U.S. forces non-combatant evacuation operation in Sierra Leone in 1992

Operation Silver Anvil was a non-combatant evacuation operation carried out by United States armed forces in Sierra Leone in April–May 1992. The operation successfully evacuated more than 400 people from the country.

President Joseph Saidu Momoh was overthrown in a coup d'état on April 29, 1992. The evacuating force from Special Operations Command Europe (SOCEUR), a subcommand of United States European Command, was commanded by Brigadier General Richard W. Potter. Elements from Company C, 1st Battalion, 10th Special Forces Group (Airborne) [1-10th SFG (A)], and the 39th Special Operations Wing (later re-designated the 352d Special Operations Group), along with communication specialists from the SOCEUR Signal Detachment, other SOCEUR staff, two MC-130 Combat Talons from the 7th Special Operations Squadron, two HC-130 tankers from the 67th Special Operations Squadron, aircrews, combat controllers, and maintenance personnel.

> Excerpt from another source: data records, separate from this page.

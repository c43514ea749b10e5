use async_trait::async_trait;
use futures::stream::{self, StreamExt};
use reqwest::{Client, ClientBuilder};
use std::sync::Arc;
use std::time::Duration;
use tokio::sync::Semaphore;
use tracing::debug;

use crate::config::ClonerConfig;
use crate::error::FetchError;
use crate::events::{truncate_url, Event, EventSink};
use crate::file_manager::{AssetMap, AssetRecord, AssetStore};

/// Transport used to retrieve asset bytes.
#[cfg_attr(test, mockall::automock)]
#[async_trait]
pub trait AssetSource: Send + Sync {
    async fn fetch(&self, url: &str) -> Result<Vec<u8>, FetchError>;
}

/// `reqwest`-backed asset transport.
#[derive(Clone)]
pub struct HttpAssetSource {
    client: Client,
}

impl HttpAssetSource {
    pub fn new(config: &ClonerConfig) -> Result<Self, FetchError> {
        let client = build_http_client(&config.user_agent, config.asset_timeout())?;
        Ok(Self { client })
    }

    pub fn with_client(client: Client) -> Self {
        Self { client }
    }
}

pub fn build_http_client(user_agent: &str, timeout: Duration) -> Result<Client, FetchError> {
    let client = ClientBuilder::new()
        .use_rustls_tls()
        .user_agent(user_agent)
        .timeout(timeout)
        .build()?;

    Ok(client)
}

#[async_trait]
impl AssetSource for HttpAssetSource {
    async fn fetch(&self, url: &str) -> Result<Vec<u8>, FetchError> {
        let response = self.client.get(url).send().await?;

        let status = response.status();
        if !status.is_success() {
            return Err(FetchError::Status(status.as_u16()));
        }

        let content = response.bytes().await?;
        Ok(content.to_vec())
    }
}

/// Downloads assets into an [`AssetStore`], skipping anything that fails.
///
/// At most `max_concurrent` transport calls run at once across every
/// `fetch_all` on the same fetcher; each job gets its own fetcher.
#[derive(Clone)]
pub struct AssetFetcher {
    source: Arc<dyn AssetSource>,
    timeout: Duration,
    max_concurrent: usize,
    permits: Arc<Semaphore>,
}

impl AssetFetcher {
    pub fn new(source: Arc<dyn AssetSource>, timeout: Duration, max_concurrent: usize) -> Self {
        let max_concurrent = max_concurrent.max(1);
        Self {
            source,
            timeout,
            max_concurrent,
            permits: Arc::new(Semaphore::new(max_concurrent)),
        }
    }

    pub fn max_concurrent(&self) -> usize {
        self.max_concurrent
    }

    /// Download every URL, at most `max_concurrent` at a time, and return
    /// the records of those that succeeded.
    pub async fn fetch_all<I>(&self, urls: I, store: &AssetStore, sink: &dyn EventSink) -> AssetMap
    where
        I: IntoIterator<Item = String>,
    {
        stream::iter(urls)
            .map(|url| async move { self.fetch_one(&url, store, sink).await })
            .buffer_unordered(self.max_concurrent)
            .filter_map(|record| async move { record })
            .collect::<Vec<_>>()
            .await
            .into_iter()
            .collect()
    }

    /// Download a single URL unless it is already stored. Failures are
    /// reported as warnings and yield `None`.
    pub async fn fetch_one(
        &self,
        url: &str,
        store: &AssetStore,
        sink: &dyn EventSink,
    ) -> Option<AssetRecord> {
        store
            .get_or_download(url, || self.download(url, store, sink))
            .await
    }

    async fn download(&self, url: &str, store: &AssetStore, sink: &dyn EventSink) -> Option<AssetRecord> {
        let Ok(_permit) = self.permits.acquire().await else {
            return None;
        };
        debug!("Fetching asset {}", url);

        let content = match tokio::time::timeout(self.timeout, self.source.fetch(url)).await {
            Ok(Ok(content)) => content,
            Ok(Err(FetchError::Status(status))) => {
                sink.emit(Event::warning(format!(
                    "Failed to download ({}): {}",
                    status,
                    truncate_url(url, 80)
                )));
                return None;
            }
            Ok(Err(e)) => {
                sink.emit(Event::warning(format!(
                    "Error downloading asset: {} - {}",
                    e,
                    truncate_url(url, 80)
                )));
                return None;
            }
            Err(_) => {
                sink.emit(Event::warning(format!(
                    "Error downloading asset: {} - {}",
                    FetchError::Timeout(self.timeout),
                    truncate_url(url, 80)
                )));
                return None;
            }
        };

        match store.save(url, &content).await {
            Ok(record) => {
                let filename = record
                    .local_path
                    .rsplit('/')
                    .next()
                    .unwrap_or(&record.local_path);
                sink.emit(Event::pipeline(format!(
                    "Downloaded: {} ({} bytes)",
                    filename,
                    content.len()
                )));
                Some(record)
            }
            Err(e) => {
                sink.emit(Event::warning(format!(
                    "Failed to save asset {}: {}",
                    truncate_url(url, 80),
                    e
                )));
                None
            }
        }
    }
}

Company C was informed of the coup in Sierra Leone's capital, Freetown, on the night of April 29 while conducting an exercise in Stuttgart, Germany. Work immediately began on mission planning and within 15 hours had "performed mission analysis, configured the unit's equipment, wrote orders, issued war-stocks, loaded the aircraft, and deployed." Despite the widespread civil unrest, the special operations force, under the operational control of United States Air Forces in Europe (USAFE), "developed a rapport with the local military" and over the next two days evacuated 438 people, including 42 third-country nationals and several United States Air Force Medical Civil Action Program (MEDCAP) personnel. Two C-141s flew 136 people from Freetown to Rhein-Main Air Base, Germany, while C-130 sorties carried another 302 to Dakar, Senegal.